*Your goal:* Lines to return, exactly: from the line with "control key. All" to the line with "pub fn event_prefix(&self)" in the entries below, both included.

━━━ Extracted records

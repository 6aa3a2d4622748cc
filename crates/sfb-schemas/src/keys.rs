//! Object-key layout.
//!
//! Everything for one run lives under `runs/<run_id>/<benchmark_uuid>/`;
//! the global lock sits outside any run at a fixed control key. All
//! caller-supplied fragments are sanitized before they touch a key.

use crate::ids::sanitize_fragment;

/// Default location of the global benchmark lock.
pub const DEFAULT_LOCK_KEY: &str = "runs/_control/global-lock.json";

/// Identifies one run and builds every key beneath it.
#[derive(Clone, Debug, PartialEq, Eq)]
pub struct RunScope {
    pub run_id: String,
    pub benchmark_uuid: String,
}

impl RunScope {
    pub fn new(run_id: impl Into<String>, benchmark_uuid: impl Into<String>) -> Self {
        Self {
            run_id: run_id.into(),
            benchmark_uuid: benchmark_uuid.into(),
        }
    }

    pub fn root_prefix(&self) -> String {
        format!("runs/{}/{}", self.run_id, self.benchmark_uuid)
    }

    pub fn manifest_key(&self) -> String {
        format!("{}/manifest.json", self.root_prefix())
    }

    /// Pre-queue deployments wrote the manifest under `logs/`; the
    /// completion oracle still falls back to it.
    pub fn legacy_manifest_key(&self) -> String {
        format!("logs/{}/{}/manifest.json", self.run_id, self.benchmark_uuid)
    }

    pub fn shard_prefix(&self) -> String {
        format!("{}/queue/shards/", self.root_prefix())
    }

    pub fn shard_key(&self, shard_key: &str) -> String {
        format!("{}{}.json", self.shard_prefix(), sanitize_fragment(shard_key))
    }

    pub fn run_status_key(&self) -> String {
        format!("{}/status/run.json", self.root_prefix())
    }

    pub fn worker_status_key(&self, worker_id: &str) -> String {
        format!(
            "{}/status/workers/{}.json",
            self.root_prefix(),
            sanitize_fragment(worker_id)
        )
    }

    pub fn event_prefix(&self) -> String {
        format!("{}/status/events/", self.root_prefix())
    }

    pub fn event_key(
        &self,
        ts_ms: i64,
        worker_id: &str,
        shard_key: &str,
        status: &str,
        rand_suffix: &str,
    ) -> String {
        format!(
            "{}{}-{}-{}-{}-{}.json",
            self.event_prefix(),
            ts_ms,
            sanitize_fragment(worker_id),
            sanitize_fragment(shard_key),
            sanitize_fragment(status),
            rand_suffix
        )
    }

    pub fn dlq_prefix(&self) -> String {
        format!("{}/dlq/", self.root_prefix())
    }

    pub fn dlq_key(&self, shard_key: &str, attempt: u32) -> String {
        format!(
            "{}{}-{}.json",
            self.dlq_prefix(),
            sanitize_fragment(shard_key),
            attempt
        )
    }
}
//! Identifier validation and key-fragment sanitization.
//!
//! Every identifier that ends up inside an object key is either validated
//! against a closed alphabet or sanitized by replacement, so no input can
//! introduce path traversal or prefix collisions.

use anyhow::{anyhow, Result};

/// Replace every character outside `[A-Za-z0-9._-]` with `_`.
///
/// Applied to worker ids, shard keys, and statuses before they are embedded
/// in object keys. Payload fields keep the raw value.
pub fn sanitize_fragment(value: &str) -> String {
    value
        .chars()
        .map(|c| {
            if c.is_ascii_alphanumeric() || matches!(c, '.' | '_' | '-') {
                c
            } else {
                '_'
            }
        })
        .collect()
}

/// Validate a shard or fuzzer key: `[a-z0-9][a-z0-9-]{0,63}`.
pub fn validate_key_fragment(kind: &str, value: &str) -> Result<()> {
    let mut chars = value.chars();
    let first = chars
        .next()
        .ok_or_else(|| anyhow!("{kind} must not be empty"))?;
    if !(first.is_ascii_lowercase() || first.is_ascii_digit()) {
        return Err(anyhow!(
            "{kind} '{value}' must start with a lowercase letter or digit"
        ));
    }
    if value.len() > 64 {
        return Err(anyhow!("{kind} '{value}' exceeds 64 characters"));
    }
    for c in chars {
        if !(c.is_ascii_lowercase() || c.is_ascii_digit() || c == '-') {
            return Err(anyhow!(
                "{kind} '{value}' contains invalid character '{c}' (allowed: [a-z0-9-])"
            ));
        }
    }
    Ok(())
}

/// Validate a benchmark uuid: exactly 32 lowercase hex characters.
pub fn validate_benchmark_uuid(value: &str) -> Result<()> {
    if value.len() != 32 {
        return Err(anyhow!(
            "benchmark_uuid must be 32 lowercase hex characters (got {} chars)",
            value.len()
        ));
    }
    if !value
        .chars()
        .all(|c| c.is_ascii_digit() || ('a'..='f').contains(&c))
    {
        return Err(anyhow!("benchmark_uuid '{value}' is not lowercase hex"));
    }
    Ok(())
}
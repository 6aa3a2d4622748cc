//! Dead-letter writer.

use anyhow::{Context, Result};
use sfb_schemas::dlq::DlqDoc;
use sfb_schemas::keys::RunScope;
use sfb_schemas::shard::ShardDoc;
use sfb_schemas::time::iso_utc_now;
use sfb_store::{put_json, ObjectStore};

/// Record a permanently failed shard attempt under
/// `dlq/<sanitized_shard>-<attempt>.json`. Write-once per final attempt; no
/// coordinator path reads it back.
pub async fn write_dlq_entry(
    store: &dyn ObjectStore,
    scope: &RunScope,
    shard: &ShardDoc,
    status: &str,
    exit_code: i32,
    worker_id: &str,
) -> Result<()> {
    let doc = DlqDoc {
        run_id: scope.run_id.clone(),
        benchmark_uuid: scope.benchmark_uuid.clone(),
        shard_key: shard.shard_key.clone(),
        fuzzer_key: shard.fuzzer_key.clone(),
        status: status.to_string(),
        attempt: shard.attempt,
        max_attempts: shard.max_attempts,
        exit_code,
        worker_id: worker_id.to_string(),
        failed_at: iso_utc_now(),
    };
    let key = scope.dlq_key(&shard.shard_key, shard.attempt);
    put_json(store, &key, &doc)
        .await
        .with_context(|| format!("write dlq entry {key}"))
}
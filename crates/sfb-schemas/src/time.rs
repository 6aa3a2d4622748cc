//! Timestamp helpers.
//!
//! Wire format is RFC 3339 UTC at second precision with a `Z` suffix
//! (`2026-08-01T12:00:00Z`); comparisons use integer epoch seconds and
//! event keys use integer epoch milliseconds.

use chrono::{DateTime, SecondsFormat, Utc};
use serde::Deserialize;

pub fn utc_now() -> DateTime<Utc> {
    Utc::now()
}

/// Format a timestamp the way every document in the store expects it.
pub fn iso_utc(ts: DateTime<Utc>) -> String {
    ts.to_rfc3339_opts(SecondsFormat::Secs, true)
}

pub fn iso_utc_now() -> String {
    iso_utc(utc_now())
}

pub fn epoch_now() -> i64 {
    utc_now().timestamp()
}

pub fn epoch_ms_now() -> i64 {
    utc_now().timestamp_millis()
}

/// Parse an epoch out of either an integer-second value or an RFC 3339
/// string. Returns `None` for anything else.
pub fn parse_epoch_lenient(value: &serde_json::Value) -> Option<i64> {
    match value {
        serde_json::Value::Number(n) => n.as_i64().or_else(|| n.as_f64().map(|f| f as i64)),
        serde_json::Value::String(s) => {
            let text = s.trim();
            if text.is_empty() {
                return None;
            }
            if text.chars().all(|c| c.is_ascii_digit()) {
                return text.parse().ok();
            }
            DateTime::parse_from_rfc3339(text)
                .ok()
                .map(|dt| dt.timestamp())
        }
        _ => None,
    }
}

/// Serde adaptor over [`parse_epoch_lenient`]: older writers stored epochs
/// as strings, and an unreadable epoch reads as 0 rather than poisoning the
/// whole document.
pub fn de_epoch_lenient<'de, D>(deserializer: D) -> Result<i64, D::Error>
where
    D: serde::Deserializer<'de>,
{
    let value = serde_json::Value::deserialize(deserializer)?;
    Ok(parse_epoch_lenient(&value).unwrap_or(0))
}

/// Parse an RFC 3339 string to epoch seconds.
pub fn parse_iso_to_epoch(text: &str) -> Option<i64> {
    let text = text.trim();
    if text.is_empty() {
        return None;
    }
    DateTime::parse_from_rfc3339(text)
        .ok()
        .map(|dt| dt.timestamp())
}
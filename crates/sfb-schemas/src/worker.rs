//! Advisory per-worker status documents.

use serde::{Deserialize, Serialize};

#[derive(Clone, Copy, Debug, PartialEq, Eq, Serialize, Deserialize)]
#[serde(rename_all = "snake_case")]
pub enum WorkerState {
    Idle,
    Running,
    Stopped,
}

impl WorkerState {
    pub fn as_str(&self) -> &'static str {
        match self {
            WorkerState::Idle => "idle",
            WorkerState::Running => "running",
            WorkerState::Stopped => "stopped",
        }
    }
}

/// `status/workers/<worker>.json`, rewritten after every worker state
/// change. Purely informational; no coordination decision reads it.
#[derive(Clone, Debug, Serialize, Deserialize)]
pub struct WorkerStatusDoc {
    pub run_id: String,
    pub benchmark_uuid: String,
    pub worker_id: String,
    pub hostname: String,
    pub lock_owner: String,
    pub state: WorkerState,
    #[serde(default)]
    pub current_shard: String,
    #[serde(default)]
    pub attempt: u32,
    #[serde(default, skip_serializing_if = "Option::is_none")]
    pub last_exit_code: Option<i32>,
    pub updated_at: String,
}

━━━━━━

*Result of the exercise:*
//! the global lock sits outside any run at a fixed control key. All
//! caller-supplied fragments are sanitized before they touch a key.

use crate::ids::sanitize_fragment;

/// Default location of the global benchmark lock.
pub const DEFAULT_LOCK_KEY: &str = "runs/_control/global-lock.json";

/// Identifies one run and builds every key beneath it.
#[derive(Clone, Debug, PartialEq, Eq)]
pub struct RunScope {
    pub run_id: String,
    pub benchmark_uuid: String,
}

impl RunScope {
    pub fn new(run_id: impl Into<String>, benchmark_uuid: impl Into<String>) -> Self {
        Self {
            run_id: run_id.into(),
            benchmark_uuid: benchmark_uuid.into(),
        }
    }

    pub fn root_prefix(&self) -> String {
        format!("runs/{}/{}", self.run_id, self.benchmark_uuid)
    }

    pub fn manifest_key(&self) -> String {
        format!("{}/manifest.json", self.root_prefix())
    }

    /// Pre-queue deployments wrote the manifest under `logs/`; the
    /// completion oracle still falls back to it.
    pub fn legacy_manifest_key(&self) -> String {
        format!("logs/{}/{}/manifest.json", self.run_id, self.benchmark_uuid)
    }

    pub fn shard_prefix(&self) -> String {
        format!("{}/queue/shards/", self.root_prefix())
    }

    pub fn shard_key(&self, shard_key: &str) -> String {
        format!("{}{}.json", self.shard_prefix(), sanitize_fragment(shard_key))
    }

    pub fn run_status_key(&self) -> String {
        format!("{}/status/run.json", self.root_prefix())
    }

    pub fn worker_status_key(&self, worker_id: &str) -> String {
        format!(
            "{}/status/workers/{}.json",
            self.root_prefix(),
            sanitize_fragment(worker_id)
        )
    }

    pub fn event_prefix(&self) -> String {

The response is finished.